[Entries taken from a collection]

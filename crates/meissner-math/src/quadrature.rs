// ─────────────────────────────────────────────────────────────────────
// SCPN Meissner Core — Quadrature
// © 1998–2026 Miroslav Šotek. All rights reserved.
// Contact: www.anulum.li | protoscience@anulum.li
// ORCID: https://orcid.org/0009-0009-3560-0851
// License: GNU AGPL v3 | Commercial licensing available
// ─────────────────────────────────────────────────────────────────────
//! Ooura-Mori double-exponential quadrature for Fourier-sine integrals
//!
//! ```text
//! I(ω) = ∫₀^∞ f(x)·sin(ω·x) dx
//! ```
//!
//! after T. Ooura and M. Mori, J. Comput. Appl. Math. 112, 229 (1999).
//!
//! The variable transform x = (π/h)·φ(t), with
//!
//! ```text
//! φ(t) = t / (1 − exp(−(2t + α(1 − e^(−t)) + β(e^t − 1))))
//! ```
//!
//! pushes the abscissas double-exponentially towards the zeros of sin at
//! t → +∞ and towards the origin at t → −∞, so the trapezoidal sum over
//! t = n·h truncates after a handful of terms regardless of how slowly f
//! decays. Each refinement level halves h; node/weight tables for every
//! level are precomputed at construction and keyed by the requested relative
//! tolerance, so one integrator instance serves many (f, ω) evaluations and
//! is safe to share read-only across threads.

use num_traits::Float;
use std::f64::consts::PI;

/// β of the Ooura-Mori transform.
const BETA: f64 = 0.25;

/// Terms with |weight| below this contribute nothing at any supported
/// tolerance; they terminate node generation.
const WEIGHT_CUTOFF: f64 = f64::EPSILON * f64::EPSILON;

/// α = β / sqrt(1 + M·ln(1+M)/(4π)) with M = π/h, written in the expanded
/// 1/sqrt(16 + 4·ln(1+π/h)/h) form.
fn ooura_alpha(h: f64) -> f64 {
    1.0 / (16.0 + 4.0 * (PI / h).ln_1p() / h).sqrt()
}

/// φ(t) and φ′(t); the t = 0 singularity is removable and handled by the
/// leading series coefficients.
fn phi_and_derivative(t: f64, alpha: f64) -> (f64, f64) {
    if t == 0.0 {
        let c1 = 2.0 + alpha + BETA;
        let c2 = (BETA - alpha) / 2.0;
        return (1.0 / c1, 0.5 - c2 / (c1 * c1));
    }
    let d = 2.0 * t + alpha * (-(-t).exp_m1()) + BETA * t.exp_m1();
    let exp_md = (-d).exp();
    if !exp_md.is_finite() {
        // d → −∞ only for t far on the negative side; φ and φ′ vanish.
        return (0.0, 0.0);
    }
    let u = -(-d).exp_m1(); // 1 − e^(−d)
    let dp = 2.0 + alpha * (-t).exp() + BETA * t.exp();
    let phi = t / u;
    let dphi = 1.0 / u - t * exp_md * dp / (u * u);
    (phi, dphi)
}

/// Node/weight table for one step size h = 2^(−level), at unit frequency.
#[derive(Debug, Clone)]
struct QuadratureLevel<T> {
    /// Abscissas (π/h)·φ(n·h), ascending in n.
    nodes: Vec<T>,
    /// Weights π·sin(node)·φ′(n·h).
    weights: Vec<T>,
}

fn build_level<T: Float>(level: usize) -> QuadratureLevel<T> {
    let h = 0.5f64.powi(level as i32);
    let alpha = ooura_alpha(h);
    let m = PI / h;
    let max_n = (20.0 / h) as i64 + 100;

    let mut nodes = Vec::new();
    let mut weights = Vec::new();

    // Negative n: abscissas collapse onto the origin double-exponentially.
    let mut negative = Vec::new();
    for n in 1..=max_n {
        let t = -(n as f64) * h;
        let (phi, dphi) = phi_and_derivative(t, alpha);
        let node = m * phi;
        let weight = PI * node.sin() * dphi;
        if node == 0.0 || !weight.is_finite() || weight.abs() < WEIGHT_CUTOFF {
            break;
        }
        negative.push((node, weight));
    }
    for &(node, weight) in negative.iter().rev() {
        nodes.push(node);
        weights.push(weight);
    }

    // n = 0: direct evaluation of the removable-singularity limit.
    {
        let (phi, dphi) = phi_and_derivative(0.0, alpha);
        let node = m * phi;
        nodes.push(node);
        weights.push(PI * node.sin() * dphi);
    }

    // Positive n: the abscissa approaches n·π, so the sine factor is
    // computed from the residual φ(t) − t = t·e^(−d)/(1 − e^(−d)) to avoid
    // cancellation; sin(nπ + s) = (−1)^n · sin(s).
    for n in 1..=max_n {
        let t = n as f64 * h;
        let d = 2.0 * t + alpha * (-(-t).exp_m1()) + BETA * t.exp_m1();
        let exp_md = (-d).exp();
        let u = -(-d).exp_m1();
        let dp = 2.0 + alpha * (-t).exp() + BETA * t.exp();
        let residual = t * exp_md / u; // φ(t) − t
        let dphi = 1.0 / u - t * exp_md * dp / (u * u);
        let node = m * (t + residual);
        let sign = if n % 2 == 0 { 1.0 } else { -1.0 };
        let weight = PI * sign * (m * residual).sin() * dphi;
        if !weight.is_finite() || weight.abs() < WEIGHT_CUTOFF {
            break;
        }
        nodes.push(node);
        weights.push(weight);
    }

    // Weights that underflow at the working precision carry no information;
    // drop them so the integrand is never evaluated against a zero weight.
    let mut cast_nodes = Vec::with_capacity(nodes.len());
    let mut cast_weights = Vec::with_capacity(weights.len());
    for (x, w) in nodes.into_iter().zip(weights) {
        let (Some(x), Some(w)) = (T::from(x), T::from(w)) else {
            continue;
        };
        if w == T::zero() {
            continue;
        }
        cast_nodes.push(x);
        cast_weights.push(w);
    }

    QuadratureLevel {
        nodes: cast_nodes,
        weights: cast_weights,
    }
}

/// Result of one oscillatory-integral evaluation.
#[derive(Debug, Clone, Copy, PartialEq)]
pub struct QuadratureResult<T> {
    /// Estimate of ∫₀^∞ f(x)·sin(ωx) dx.
    pub value: T,
    /// Relative difference between the last two refinement levels.
    pub relative_error: T,
    /// Number of levels evaluated.
    pub levels_used: usize,
    /// True when the level-to-level change met the requested tolerance.
    pub converged: bool,
}

/// Fourier-sine integrator over (0, ∞) with precomputed node/weight tables.
#[derive(Debug, Clone)]
pub struct FourierSineIntegrator<T> {
    relative_tolerance: T,
    levels: Vec<QuadratureLevel<T>>,
}

impl<T: Float> FourierSineIntegrator<T> {
    /// Build tables for `levels` refinement levels (h = 1, 1/2, …,
    /// 2^(1−levels)) targeting the given relative tolerance. At least two
    /// levels are always built so an error estimate exists.
    pub fn new(relative_tolerance: T, levels: usize) -> Self {
        let levels = levels.max(2);
        FourierSineIntegrator {
            relative_tolerance,
            levels: (0..levels).map(build_level).collect(),
        }
    }

    /// Requested relative tolerance.
    pub fn relative_tolerance(&self) -> T {
        self.relative_tolerance
    }

    /// Number of precomputed refinement levels.
    pub fn levels(&self) -> usize {
        self.levels.len()
    }

    /// Evaluate ∫₀^∞ f(x)·sin(ω·x) dx for ω > 0.
    ///
    /// Levels are consumed coarse-to-fine until two consecutive estimates
    /// agree to the requested relative tolerance. A NaN produced by `f`
    /// propagates into the result (`converged == false`). The call is
    /// read-only; a shared integrator may evaluate concurrently.
    pub fn integrate<F>(&self, f: F, omega: T) -> QuadratureResult<T>
    where
        F: Fn(T) -> T,
    {
        let mut value = T::zero();
        let mut previous = T::zero();
        let mut relative_error = T::infinity();
        let mut levels_used = 0;

        for (index, level) in self.levels.iter().enumerate() {
            let mut sum = T::zero();
            for (&node, &weight) in level.nodes.iter().zip(level.weights.iter()) {
                sum = sum + f(node / omega) * weight;
            }
            value = sum / omega;
            levels_used = index + 1;

            if index > 0 {
                let scale = value.abs().max(T::min_positive_value());
                relative_error = (value - previous).abs() / scale;
                if relative_error <= self.relative_tolerance {
                    return QuadratureResult {
                        value,
                        relative_error,
                        levels_used,
                        converged: true,
                    };
                }
            }
            previous = value;
        }

        QuadratureResult {
            value,
            relative_error,
            levels_used,
            converged: false,
        }
    }
}

/// Baseline configuration: √ε tolerance with `size_of::<T>()` levels.
impl<T: Float> Default for FourierSineIntegrator<T> {
    fn default() -> Self {
        Self::new(T::epsilon().sqrt(), core::mem::size_of::<T>())
    }
}

#[cfg(test)]
mod tests {
    use super::*;
    use std::f64::consts::FRAC_PI_2;

    #[test]
    fn sine_integral_sinc() {
        // ∫₀^∞ sin(x)/x dx = π/2.
        let integrator = FourierSineIntegrator::<f64>::default();
        let result = integrator.integrate(|x| 1.0 / x, 1.0);
        assert!(result.converged);
        assert!(
            (result.value - FRAC_PI_2).abs() < 1e-7,
            "got {}, expected {}",
            result.value,
            FRAC_PI_2
        );
    }

    #[test]
    fn damped_exponential() {
        // ∫₀^∞ e^(−x)·sin(x) dx = 1/2.
        let integrator = FourierSineIntegrator::<f64>::default();
        let result = integrator.integrate(|x| (-x).exp(), 1.0);
        assert!(result.converged);
        assert!((result.value - 0.5).abs() < 1e-7);
    }

    #[test]
    fn lorentzian_matches_closed_form() {
        // ∫₀^∞ x/(x²+a²)·sin(ωx) dx = (π/2)·e^(−aω).
        let integrator = FourierSineIntegrator::<f64>::default();
        for &(a, omega) in &[(1.0, 1.0), (0.5, 3.0), (2.0, 0.25), (1.0, 10.0)] {
            let result = integrator.integrate(|x| x / (x * x + a * a), omega);
            let expected = FRAC_PI_2 * (-a * omega).exp();
            assert!(result.converged, "a={a}, omega={omega} did not converge");
            assert!(
                (result.value - expected).abs() <= 1e-7 * expected.max(1e-3),
                "a={a}, omega={omega}: got {}, expected {}",
                result.value,
                expected
            );
        }
    }

    #[test]
    fn nan_integrand_propagates() {
        let integrator = FourierSineIntegrator::<f64>::default();
        let result = integrator.integrate(|_| f64::NAN, 1.0);
        assert!(result.value.is_nan());
        assert!(!result.converged);
    }

    #[test]
    fn coarse_tolerance_uses_fewer_levels() {
        let coarse = FourierSineIntegrator::<f64>::new(1e-4, 8);
        let fine = FourierSineIntegrator::<f64>::new(1e-12, 8);
        let c = coarse.integrate(|x| (-x).exp(), 1.0);
        let f = fine.integrate(|x| (-x).exp(), 1.0);
        assert!(c.levels_used <= f.levels_used);
    }

    #[test]
    fn reuse_is_bit_identical() {
        let integrator = FourierSineIntegrator::<f64>::default();
        let a = integrator.integrate(|x| x / (x * x + 1.0), 2.0);
        let b = integrator.integrate(|x| x / (x * x + 1.0), 2.0);
        assert_eq!(a.value, b.value);
    }

    #[test]
    fn single_precision_tables() {
        let integrator = FourierSineIntegrator::<f32>::default();
        let result = integrator.integrate(|x| (-x).exp(), 1.0f32);
        assert!((result.value - 0.5).abs() < 1e-3);
    }
}
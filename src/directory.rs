//! Customer directory lookup
//!
//! Callers are resolved through the [`CustomerDirectory`] trait so the card
//! builder never touches a concrete store. The bundled implementation is
//! backed by the `[[customers]]` tables of the config file.

use serde::{Deserialize, Serialize};

use crate::phone;

/// A billed job for a customer
#[derive(Debug, Clone, PartialEq, Serialize, Deserialize)]
pub struct Service {
    pub description: String,
    pub amount: f64,
    /// As entered, usually `YYYY-MM-DD`
    #[serde(default)]
    pub date: String,
    #[serde(default)]
    pub paid: bool,
}

/// Colored tag shown next to a customer
#[derive(Debug, Clone, PartialEq, Eq, Serialize, Deserialize)]
pub struct Label {
    pub name: String,
    #[serde(default = "default_label_color")]
    pub color: String,
}

fn default_label_color() -> String {
    "#f1f1f1".to_string()
}

#[derive(Debug, Clone, PartialEq, Serialize, Deserialize)]
pub struct CustomerProfile {
    pub customer_id: u32,
    pub business_name: String,
    #[serde(default)]
    pub sector: String,
    /// Program the customer is enrolled in (Retail, Energy, ...)
    #[serde(default)]
    pub program: String,
    #[serde(default)]
    pub vat: String,
    #[serde(default)]
    pub email: String,
    #[serde(default)]
    pub owner_first: String,
    #[serde(default)]
    pub owner_last: String,
    /// Free text, may contain HTML
    #[serde(default)]
    pub notes: String,
    /// Contact numbers in any formatting
    #[serde(default)]
    pub phones: Vec<String>,
    #[serde(default)]
    pub tags: Vec<Label>,
    #[serde(default)]
    pub services: Vec<Service>,
}

impl CustomerProfile {
    pub fn owner_full(&self) -> String {
        format!("{} {}", self.owner_first, self.owner_last)
            .trim()
            .to_string()
    }

    /// Sum of all services not yet paid
    pub fn unpaid_total(&self) -> f64 {
        self.services
            .iter()
            .filter(|s| !s.paid)
            .map(|s| s.amount)
            .sum()
    }

    fn has_phone(&self, canonical: &str) -> bool {
        self.phones
            .iter()
            .any(|p| phone::normalize(p) == canonical)
    }
}

/// Read-only access to customer data by phone number
pub trait CustomerDirectory {
    /// Find the customer owning `phone` (any formatting); exact on digits
    fn lookup_customer_by_phone(&self, phone: &str) -> Option<CustomerProfile>;
}

/// Directory over customers listed in the config file
#[derive(Debug, Clone, Default)]
pub struct ConfigDirectory {
    customers: Vec<CustomerProfile>,
}

impl ConfigDirectory {
    pub fn new(customers: Vec<CustomerProfile>) -> Self {
        Self { customers }
    }
}

impl CustomerDirectory for ConfigDirectory {
    fn lookup_customer_by_phone(&self, phone: &str) -> Option<CustomerProfile> {
        let canonical = phone::normalize(phone);
        if canonical.is_empty() {
            return None;
        }

        let found = self
            .customers
            .iter()
            .find(|c| c.has_phone(&canonical))
            .cloned();

        match &found {
            Some(customer) => tracing::debug!(
                "Customer {} ({}) matched {}",
                customer.customer_id,
                customer.business_name,
                canonical
            ),
            None => tracing::debug!("No customer found for phone {}", canonical),
        }
        found
    }
}
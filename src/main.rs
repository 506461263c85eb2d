// Clippy configuration: enable pedantic but allow overly strict lints
#![allow(clippy::missing_errors_doc)] // Internal functions don't need # Errors docs
#![allow(clippy::missing_panics_doc)] // Internal functions don't need # Panics docs
#![allow(clippy::must_use_candidate)] // Not all getters need #[must_use]
#![allow(clippy::module_name_repetitions)] // e.g., CallStats in stats module is fine
#![allow(clippy::doc_markdown)] // Don't require backticks around MicroSIP, INI, etc.
#![allow(clippy::too_many_lines)] // Renderers are naturally long
#![allow(clippy::cast_possible_truncation)] // Cent amounts fit in u64
#![allow(clippy::cast_sign_loss)] // Amounts are made absolute before casting
#![allow(clippy::cast_precision_loss)] // Money is displayed with two decimals
#![allow(clippy::if_not_else)] // Negative conditions can be clearer for early returns
#![allow(clippy::single_match_else)] // match with else is fine for Result handling
#![allow(clippy::manual_let_else)] // if-let is clearer for multi-line error handling
#![allow(clippy::option_if_let_else)] // if-let is more readable for Option handling
#![allow(clippy::needless_pass_by_value)] // PathBuf by value is fine for config loading

//! callercard - who is calling, and what happened last time
//!
//! Reads the `[Calls]` history MicroSIP keeps in its INI, matches a phone
//! number against it regardless of formatting or country prefix, and prints
//! a caller card: customer details from the directory, call counts per
//! direction for today / the last 7 days / all time, and an outcome
//! histogram. Unknown numbers get (offline) web results with the number
//! highlighted and are appended to a CSV log.
//!
//! Usage:
//!   callercard lookup 2104848484           # Caller card
//!   callercard stats "210 484 8484"        # History counts only
//!   callercard highlight 2104848484 "..."  # Mark the number in text

mod calllog;
mod cli;
mod config;
mod directory;
mod errors;
mod highlight;
mod notify;
mod phone;
mod report;
mod search;
mod stats;
mod unknown_log;

use clap::Parser;
use cli::{Cli, Commands, OutputFormat};
use color_eyre::Result;
use config::AppConfig;
use directory::{ConfigDirectory, CustomerDirectory};
use errors::CallerCardError;
use report::CallerCard;
use search::{OfflineSearch, SearchProvider};
use std::path::{Path, PathBuf};
use tracing_appender::non_blocking::WorkerGuard;
use tracing_subscriber::{layer::SubscriberExt, util::SubscriberInitExt};
use unknown_log::UnknownCallLog;

/// Get the log directory path
fn get_log_dir() -> PathBuf {
    directories::BaseDirs::new().map_or_else(
        || std::env::temp_dir().join("callercard").join("logs"),
        |dirs| dirs.cache_dir().join("callercard").join("logs"),
    )
}

/// Daily-rotated file log, plus stderr when `verbose`
fn init_logging(log_level: &str, verbose: bool) -> Result<WorkerGuard> {
    let log_dir = get_log_dir();
    std::fs::create_dir_all(&log_dir)?;

    let file_appender = tracing_appender::rolling::daily(&log_dir, "callercard.log");
    let (non_blocking, guard) = tracing_appender::non_blocking(file_appender);

    let log_filter = format!("callercard={}", log_level);
    let stderr_layer = verbose.then(|| {
        tracing_subscriber::fmt::layer()
            .with_target(false)
            .with_writer(std::io::stderr)
    });

    tracing_subscriber::registry()
        .with(tracing_subscriber::EnvFilter::new(&log_filter))
        .with(
            tracing_subscriber::fmt::layer()
                .with_target(true)
                .with_ansi(false)
                .with_writer(non_blocking),
        )
        .with(stderr_layer)
        .init();

    tracing::debug!("Log directory: {:?}", log_dir);
    Ok(guard)
}

/// Canonical digits of `phone`, rejecting input without any
fn require_digits(phone: &str) -> Result<String> {
    let canonical = phone::normalize(phone);
    if canonical.is_empty() {
        return Err(CallerCardError::EmptyPhone(phone.to_string()).into());
    }
    Ok(canonical)
}

/// Build and print the caller card for `phone`
fn handle_lookup(
    config: &AppConfig,
    calls_path: &Path,
    phone: &str,
    format: OutputFormat,
    notify: bool,
    no_csv: bool,
) -> Result<()> {
    let canonical = require_digits(phone)?;
    tracing::info!("Looking up {}", canonical);

    let calls = calllog::parse_call_log(calls_path);
    let stats = stats::aggregate(&canonical, &calls);

    let directory = ConfigDirectory::new(config.customers.clone());
    let customer = directory.lookup_customer_by_phone(&canonical);

    let web_results = if customer.is_none() {
        let results = OfflineSearch.search(&canonical);
        if !no_csv {
            let log = UnknownCallLog::new(&config.unknown_csv_path);
            if let Err(e) = log.append(&canonical, &results) {
                tracing::warn!("Could not log unknown caller to {:?}: {}", log.path(), e);
            }
        }
        results
    } else {
        Vec::new()
    };

    if stats.is_empty() && web_results.is_empty() && customer.is_none() {
        tracing::info!("No local stats, no web results and no customer match");
    }

    let card = CallerCard {
        phone: phone.to_string(),
        customer,
        stats,
        web_results,
    };
    tracing::debug!("Card for {}: known={}", canonical, card.is_known());

    match format {
        OutputFormat::Text => print!("{}", card.render_text()),
        OutputFormat::Html => println!("{}", card.render_html(&config.highlight_color)),
        OutputFormat::Json => println!("{}", card.render_json()?),
    }

    if notify {
        notify::send(&card.title(), &card.summary(), config.notify_timeout_ms);
    }
    Ok(())
}

/// Print direction counts and statuses only.
///
/// A number without digits is not an error here; it just has no history.
fn handle_stats(calls_path: &Path, phone: &str, json: bool) -> Result<()> {
    let canonical = phone::normalize(phone);
    let stats = if canonical.is_empty() {
        stats::CallStats::default()
    } else {
        stats::aggregate(&canonical, &calllog::parse_call_log(calls_path))
    };

    if json {
        println!("{}", serde_json::to_string_pretty(&stats)?);
        return Ok(());
    }

    if stats.is_empty() {
        println!("No calls found for {}", phone);
        return Ok(());
    }
    println!("{:<10} {:>6} {:>6} {:>6}", "DIRECTION", "TODAY", "WEEK", "TOTAL");
    println!("{}", "-".repeat(31));
    for (direction, s) in stats.ordered_directions() {
        println!(
            "{:<10} {:>6} {:>6} {:>6}",
            direction.label(),
            s.today,
            s.week,
            s.total
        );
    }
    println!();
    for (label, count) in stats.statuses_by_count() {
        println!("{:<20} {:>6}", label, count);
    }
    Ok(())
}

/// Print `text` (or the file's content) with `phone` highlighted
fn handle_highlight(
    config: &AppConfig,
    phone: &str,
    text: Option<String>,
    file: Option<PathBuf>,
    color: Option<String>,
) -> Result<()> {
    let text = match (text, file) {
        (Some(text), _) => text,
        (None, Some(path)) => {
            let bytes = std::fs::read(&path)?;
            String::from_utf8_lossy(&bytes).into_owned()
        }
        (None, None) => {
            return Err(color_eyre::eyre::eyre!(
                "Nothing to highlight: pass TEXT or --file"
            ))
        }
    };

    let color = color.unwrap_or_else(|| config.highlight_color.clone());
    println!(
        "{}",
        highlight::highlight(&text, phone, highlight::emphasis(&color))
    );
    Ok(())
}

/// Write the example config to `path` unless something is already there
fn write_example_config(path: &Path) -> Result<()> {
    if path.exists() {
        return Err(color_eyre::eyre::eyre!(
            "{} already exists, not overwriting",
            path.display()
        ));
    }
    if let Some(parent) = path.parent() {
        std::fs::create_dir_all(parent)?;
    }
    std::fs::write(path, AppConfig::example())?;
    tracing::info!("Wrote example configuration to {:?}", path);
    println!("Wrote {}", path.display());
    Ok(())
}

fn main() -> Result<()> {
    // Parse CLI arguments
    let cli = Cli::parse();

    // Commands that need neither config nor logging
    match cli.command {
        Commands::Completions { shell } => {
            cli::print_completions(shell);
            return Ok(());
        }
        Commands::ConfigExample { write: false } => {
            print!("{}", AppConfig::example());
            return Ok(());
        }
        _ => {}
    }

    color_eyre::install()?;
    let _guard = init_logging(&cli.log_level, cli.verbose)?;
    tracing::info!("Starting callercard v{}", env!("CARGO_PKG_VERSION"));

    let config_path = cli.config.clone().unwrap_or_else(AppConfig::default_path);
    let config = AppConfig::load_from_path(&config_path);
    let calls_path = cli.calls.clone().unwrap_or_else(|| config.calls_path.clone());
    tracing::debug!("Call log path: {:?}", calls_path);

    match cli.command {
        Commands::Lookup {
            phone,
            format,
            notify,
            no_csv,
        } => handle_lookup(&config, &calls_path, &phone, format, notify, no_csv),
        Commands::Stats { phone, json } => handle_stats(&calls_path, &phone, json),
        Commands::Highlight {
            phone,
            text,
            file,
            color,
        } => handle_highlight(&config, &phone, text, file, color),
        Commands::ConfigExample { .. } => write_example_config(&config_path),
        Commands::Completions { .. } => Ok(()),
    }
}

**Instructions for the task:**
Scan the entries above for the line containing "log directory path", and copy it and all lines after it exactly, down to and including the line containing "file log, plus".

**Finished task:**
/// Get the log directory path
fn get_log_dir() -> PathBuf {
    directories::BaseDirs::new().map_or_else(
        || std::env::temp_dir().join("callercard").join("logs"),
        |dirs| dirs.cache_dir().join("callercard").join("logs"),
    )
}

/// Daily-rotated file log, plus stderr when `verbose`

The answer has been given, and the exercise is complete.